Indulge in a flavorful and comforting meal with this Red Kidney Beans Rajma recipe. This traditional Indian dish is made with tender red kidney beans cooked in a rich and aromatic tomato and spice gravy. Serve it with steamed rice or roti for a wholesome and satisfying meal that everyone will love. With a cooking time of just 45 minutes, you can have this delicious and nutritious dish on the table in no time.
Ingredients
- 1 cup red kidney beans (rajma)
- 2 tablespoons oil
- 1 large onion, finely chopped
- 2 tomatoes, pureed
- 2 teaspoons ginger-garlic paste
- 1 teaspoon cumin seeds
- 1 teaspoon turmeric powder
- 1 teaspoon red chili powder
- 1 teaspoon coriander powder
- 1 teaspoon garam masala
- Salt to taste
- Fresh cilantro for garnish
Directions
- Soak the red kidney beans in water overnight. Drain and rinse the beans before cooking.
- In a pressure cooker, heat the oil over medium heat. Add the cumin seeds and let them splutter.
- Add the chopped onions and sauté until golden brown.
- Add the ginger-garlic paste and cook for a minute until fragrant.
- Add the pureed tomatoes and cook for 2-3 minutes until the oil separates from the mixture.
- Add the turmeric powder, red chili powder, coriander powder, and garam masala. Mix well.
- Add the soaked and drained kidney beans to the pressure cooker. Mix well to coat the beans with the spices.

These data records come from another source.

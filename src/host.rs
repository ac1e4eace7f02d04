//! Host resource sampling for heartbeats.

use std::net::UdpSocket;

use sysinfo::{Disks, System, MINIMUM_CPU_UPDATE_INTERVAL};
use tracing::warn;

use crate::models::host::HostStatus;

/// Reported when the local address cannot be determined.
pub const UNKNOWN_IP: &str = "Unknown";

/// Raw host measurements.
#[derive(Debug, Clone, Default, PartialEq)]
pub struct HostSample {
    /// Primary local IPv4 address.
    pub ip_address: String,
    /// Global CPU utilization in percent.
    pub cpu_usage: f32,
    /// Memory utilization in percent.
    pub memory_usage: f64,
    /// Root filesystem utilization in percent.
    pub disk_usage: f64,
    /// Host uptime in seconds.
    pub uptime: u64,
}

/// Build a heartbeat snapshot for this host.
///
/// Sampling blocks for the CPU measurement window, so it runs on the
/// blocking pool. A failed sample is logged and reported as zeros.
pub async fn collect(name: &str, running_bots: Vec<String>, total_bots: usize) -> HostStatus {
    let sample = tokio::task::spawn_blocking(sample_host)
        .await
        .unwrap_or_else(|err| {
            warn!(%err, "host sampling task failed");
            HostSample {
                ip_address: UNKNOWN_IP.into(),
                ..HostSample::default()
            }
        });

    HostStatus {
        name: name.to_owned(),
        ip_address: sample.ip_address,
        cpu_usage: sample.cpu_usage,
        memory_usage: sample.memory_usage,
        disk_usage: sample.disk_usage,
        running_bots,
        total_bots,
        uptime: sample.uptime,
    }
}

/// Sample CPU, memory, disk and uptime. Blocks for
/// [`MINIMUM_CPU_UPDATE_INTERVAL`].
#[must_use]
#[allow(clippy::cast_precision_loss)] // Byte counts far below 2^52.
pub fn sample_host() -> HostSample {
    let mut sys = System::new();
    sys.refresh_cpu_usage();
    std::thread::sleep(MINIMUM_CPU_UPDATE_INTERVAL);
    sys.refresh_cpu_usage();
    sys.refresh_memory();

    let memory_usage = percent(sys.used_memory() as f64, sys.total_memory() as f64);

    let disks = Disks::new_with_refreshed_list();
    let root_disk = disks
        .list()
        .iter()
        .find(|disk| disk.mount_point() == std::path::Path::new("/"))
        .or_else(|| disks.list().iter().max_by_key(|disk| disk.total_space()));
    let disk_usage = root_disk.map_or(0.0, |disk| {
        let total = disk.total_space();
        let used = total.saturating_sub(disk.available_space());
        percent(used as f64, total as f64)
    });

    HostSample {
        ip_address: local_ip(),
        cpu_usage: sys.global_cpu_usage(),
        memory_usage,
        disk_usage,
        uptime: System::uptime(),
    }
}

fn percent(part: f64, whole: f64) -> f64 {
    if whole <= 0.0 {
        0.0
    } else {
        part / whole * 100.0
    }
}

/// Address of the interface used for outbound traffic. No packet is sent.
fn local_ip() -> String {
    UdpSocket::bind("0.0.0.0:0")
        .and_then(|socket| {
            socket.connect("8.8.8.8:80")?;
            socket.local_addr()
        })
        .map_or_else(|_| UNKNOWN_IP.to_owned(), |addr| addr.ip().to_string())
}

- Add enough water to cover the beans (around 3 cups).
- Close the pressure cooker lid and cook for 15-20 minutes on medium heat, or until the beans are tender. If using an instant pot, cook on high pressure for 12 minutes.
- Let the pressure release naturally before opening the lid.
- If the gravy is too thin, simmer uncovered for a few more minutes until desired consistency is reached.
- Add salt to taste and garnish with fresh cilantro.
- Serve hot with steamed rice or roti.
Interesting Facts
Rajma is a popular Punjabi dish and is often served with rice or roti.
Red kidney beans are a great source of plant-based protein and dietary fiber.
The combination of spices used in this dish gives it a robust and aromatic flavor.
Leftover rajma can be used as a filling for burritos or tacos.